● Problem description: For the records below, give the number of lines containing the word "match" and no other text.

Saved data entries

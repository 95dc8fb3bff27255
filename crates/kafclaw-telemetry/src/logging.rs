//! Logging configuration and setup.

use serde::{Deserialize, Serialize};
use std::path::PathBuf;
use tracing_appender::rolling::{RollingFileAppender, Rotation};
use tracing_subscriber::{
    EnvFilter,
    fmt::{self, format::FmtSpan},
    layer::SubscriberExt,
    util::SubscriberInitExt,
};

use crate::error::{TelemetryError, TelemetryResult};

fn init_err<E: std::fmt::Display>(e: E) -> TelemetryError {
    TelemetryError::InitError(e.to_string())
}

/// File rotation strategy for file-based logging.
#[derive(Debug, Clone, Copy, Default, PartialEq, Eq, Serialize, Deserialize)]
#[serde(rename_all = "lowercase")]
pub enum FileRotation {
    /// Rotate daily.
    #[default]
    Daily,
    /// Rotate hourly.
    Hourly,
    /// Rotate every minute (for testing).
    Minutely,
    /// Never rotate.
    Never,
}

/// Log format options.
#[derive(Debug, Clone, Copy, Default, PartialEq, Eq, Serialize, Deserialize)]
#[serde(rename_all = "lowercase")]
pub enum LogFormat {
    /// Human-readable, multi-line format with colors (default).
    #[default]
    Pretty,
    /// Compact single-line format.
    Compact,
    /// JSON format for structured log shipping.
    Json,
    /// Full single-line format with all fields (target, level, span list).
    Full,
}

/// Log output target.
#[derive(Debug, Clone, Default, PartialEq, Eq, Serialize, Deserialize)]
#[serde(rename_all = "lowercase")]
pub enum LogTarget {
    /// Log to stdout.
    Stdout,
    /// Log to stderr.
    #[default]
    Stderr,
    /// Log to a rolling file under the given directory.
    File(PathBuf),
}

/// File logging configuration, used when [`LogTarget::File`] is selected.
#[derive(Debug, Clone, Serialize, Deserialize)]
pub struct FileLogConfig {
    /// Directory to write log files to.
    pub directory: PathBuf,
    /// File name prefix (e.g. `"kafclaw"` produces `"kafclaw.2024-01-15.log"`).
    #[serde(default = "default_file_prefix")]
    pub prefix: String,
    /// Rotation strategy.
    #[serde(default)]
    pub rotation: FileRotation,
}

fn default_file_prefix() -> String {
    "kafclaw".to_string()
}

impl Default for FileLogConfig {
    fn default() -> Self {
        Self {
            directory: PathBuf::from("logs"),
            prefix: default_file_prefix(),
            rotation: FileRotation::default(),
        }
    }
}

/// Logging configuration, installed once at process start
/// (SPEC_FULL §10.1).
#[derive(Debug, Clone, Serialize, Deserialize)]
pub struct LogConfig {
    /// Log level filter (e.g. `"info"`, `"debug"`, `"trace"`).
    #[serde(default = "default_level")]
    pub level: String,
    /// Log format.
    #[serde(default)]
    pub format: LogFormat,
    /// Log target.
    #[serde(default)]
    pub target: LogTarget,
    /// File logging configuration (used when target is `File`).
    #[serde(default)]
    pub file: FileLogConfig,
    /// Whether to include timestamps.
    #[serde(default = "default_true")]
    pub timestamps: bool,
    /// Whether to include file/line info.
    #[serde(default)]
    pub file_info: bool,
    /// Whether to include span lifecycle events (`NEW`/`CLOSE`).
    #[serde(default)]
    pub span_events: bool,
    /// Whether to use ANSI colors.
    #[serde(default = "default_true")]
    pub ansi: bool,
    /// Per-target directive overrides (e.g. `kafclaw_runtime=debug`).
    #[serde(default)]
    pub directives: Vec<String>,
}

fn default_level() -> String {
    "info".to_string()
}

fn default_true() -> bool {
    true
}

impl Default for LogConfig {
    fn default() -> Self {
        Self {
            level: default_level(),
            format: LogFormat::default(),
            target: LogTarget::default(),
            file: FileLogConfig::default(),
            timestamps: true,
            file_info: false,
            span_events: false,
            ansi: true,
            directives: Vec::new(),
        }
    }
}

impl LogConfig {
    /// Create a new log config at the given level, otherwise defaulted.
    #[must_use]
    pub fn new(level: impl Into<String>) -> Self {
        Self {
            level: level.into(),
            ..Default::default()
        }
    }

    /// Set the log format.
    #[must_use]
    pub fn with_format(mut self, format: LogFormat) -> Self {
        self.format = format;
        self
    }

    /// Set the log target.
    #[must_use]
    pub fn with_target(mut self, target: LogTarget) -> Self {
        self.target = target;
        self
    }

    /// Configure daily-rotating file logging. Disables ANSI colors, since
    /// file output has no terminal to render them.
    #[must_use]
    pub fn with_file_logging(mut self, directory: impl Into<PathBuf>, prefix: impl Into<String>) -> Self {
        self.target = LogTarget::File(directory.into());
        self.file.prefix = prefix.into();
        self.file.rotation = FileRotation::Daily;
        self.ansi = false;
        self
    }

    /// Add a directive override.
    #[must_use]
    pub fn with_directive(mut self, directive: impl Into<String>) -> Self {
        self.directives.push(directive.into());
        self
    }

    /// Disable timestamps.
    #[must_use]
    pub fn without_timestamps(mut self) -> Self {
        self.timestamps = false;
        self
    }

    /// Enable file/line info on every event.
    #[must_use]
    pub fn with_file_info(mut self) -> Self {
        self.file_info = true;
        self
    }

    /// Enable span lifecycle events.
    #[must_use]
    pub fn with_span_events(mut self) -> Self {
        self.span_events = true;
        self
    }

    /// Disable ANSI colors.
    #[must_use]
    pub fn without_ansi(mut self) -> Self {
        self.ansi = false;
        self
    }

    fn build_filter(&self) -> TelemetryResult<EnvFilter> {
        let mut filter =
            EnvFilter::try_new(&self.level).map_err(|e| TelemetryError::ConfigError(e.to_string()))?;

        for directive in &self.directives {
            filter = filter.add_directive(directive.parse().map_err(
                |e: tracing_subscriber::filter::ParseError| TelemetryError::ConfigError(e.to_string()),
            )?);
        }

        Ok(filter)
    }

    fn span_events(&self) -> FmtSpan {
        if self.span_events {
            FmtSpan::NEW | FmtSpan::CLOSE
        } else {
            FmtSpan::NONE
        }
    }
}

/// Install a global `tracing` subscriber built from `config`.
///
/// Intended to be called exactly once, at process start, by the CLI
/// front-end (spec §9: "process-wide singletons ... are lifecycle-owned by
/// a top-level `Agent` value").
///
/// # Errors
///
/// Returns an error if the configuration is invalid (malformed level or
/// directive) or a global subscriber is already installed.
pub fn setup_logging(config: &LogConfig) -> TelemetryResult<()> {
    let filter = config.build_filter()?;

    match (&config.target, config.format) {
        (LogTarget::Stdout, LogFormat::Json) => setup_json_logging(filter, config, std::io::stdout)?,
        (LogTarget::Stdout, LogFormat::Pretty) => setup_pretty_logging(filter, config, std::io::stdout)?,
        (LogTarget::Stdout, LogFormat::Compact) => setup_compact_logging(filter, config, std::io::stdout)?,
        (LogTarget::Stdout, LogFormat::Full) => setup_full_logging(filter, config, std::io::stdout)?,
        (LogTarget::Stderr, LogFormat::Json) => setup_json_logging(filter, config, std::io::stderr)?,
        (LogTarget::Stderr, LogFormat::Pretty) => setup_pretty_logging(filter, config, std::io::stderr)?,
        (LogTarget::Stderr, LogFormat::Compact) => setup_compact_logging(filter, config, std::io::stderr)?,
        (LogTarget::Stderr, LogFormat::Full) => setup_full_logging(filter, config, std::io::stderr)?,
        (LogTarget::File(dir), format) => {
            std::fs::create_dir_all(dir)
                .map_err(|e| TelemetryError::ConfigError(format!("failed to create log directory: {e}")))?;

            let rotation = match config.file.rotation {
                FileRotation::Daily => Rotation::DAILY,
                FileRotation::Hourly => Rotation::HOURLY,
                FileRotation::Minutely => Rotation::MINUTELY,
                FileRotation::Never => Rotation::NEVER,
            };

            let appender = RollingFileAppender::new(rotation, dir, &config.file.prefix);

            match format {
                LogFormat::Json => setup_json_logging(filter, config, appender)?,
                LogFormat::Pretty => setup_pretty_logging(filter, config, appender)?,
                LogFormat::Compact => setup_compact_logging(filter, config, appender)?,
                LogFormat::Full => setup_full_logging(filter, config, appender)?,
            }
        },
    }

    Ok(())
}

fn setup_json_logging<W>(filter: EnvFilter, config: &LogConfig, writer: W) -> TelemetryResult<()>
where
    W: for<'a> tracing_subscriber::fmt::MakeWriter<'a> + Send + Sync + 'static,
{
    let layer = fmt::layer()
        .json()
        .with_writer(writer)
        .with_file(config.file_info)
        .with_line_number(config.file_info)
        .with_span_events(config.span_events());

    if config.timestamps {
        tracing_subscriber::registry().with(filter).with(layer).try_init().map_err(init_err)
    } else {
        tracing_subscriber::registry()
            .with(filter)
            .with(layer.without_time())
            .try_init()
            .map_err(init_err)
    }
}

fn setup_pretty_logging<W>(filter: EnvFilter, config: &LogConfig, writer: W) -> TelemetryResult<()>
where
    W: for<'a> tracing_subscriber::fmt::MakeWriter<'a> + Send + Sync + 'static,
{
    let layer = fmt::layer()
        .pretty()
        .with_writer(writer)
        .with_ansi(config.ansi)
        .with_file(config.file_info)
        .with_line_number(config.file_info)
        .with_span_events(config.span_events());

    if config.timestamps {
        tracing_subscriber::registry().with(filter).with(layer).try_init().map_err(init_err)
    } else {
        tracing_subscriber::registry()
            .with(filter)
            .with(layer.without_time())
            .try_init()
            .map_err(init_err)
    }
}

fn setup_compact_logging<W>(filter: EnvFilter, config: &LogConfig, writer: W) -> TelemetryResult<()>
where
    W: for<'a> tracing_subscriber::fmt::MakeWriter<'a> + Send + Sync + 'static,
{
    let layer = fmt::layer()
        .compact()
        .with_writer(writer)
        .with_ansi(config.ansi)
        .with_file(config.file_info)
        .with_line_number(config.file_info)
        .with_span_events(config.span_events());

    if config.timestamps {
        tracing_subscriber::registry().with(filter).with(layer).try_init().map_err(init_err)
    } else {
        tracing_subscriber::registry()
            .with(filter)
            .with(layer.without_time())
            .try_init()
            .map_err(init_err)
    }
}

fn setup_full_logging<W>(filter: EnvFilter, config: &LogConfig, writer: W) -> TelemetryResult<()>
where
    W: for<'a> tracing_subscriber::fmt::MakeWriter<'a> + Send + Sync + 'static,
{
    let layer = fmt::layer()
        .with_writer(writer)
        .with_ansi(config.ansi)
        .with_file(config.file_info)
        .with_line_number(config.file_info)
        .with_span_events(config.span_events());

    if config.timestamps {
        tracing_subscriber::registry().with(filter).with(layer).try_init().map_err(init_err)
    } else {
        tracing_subscriber::registry()
            .with(filter)
            .with(layer.without_time())
            .try_init()
            .map_err(init_err)
    }
}

/// Install default logging: info level, stderr, pretty format.
///
/// # Errors
///
/// Returns an error if logging cannot be initialized.
pub fn setup_default_logging() -> TelemetryResult<()> {
    setup_logging(&LogConfig::default())
}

● Answer section: 3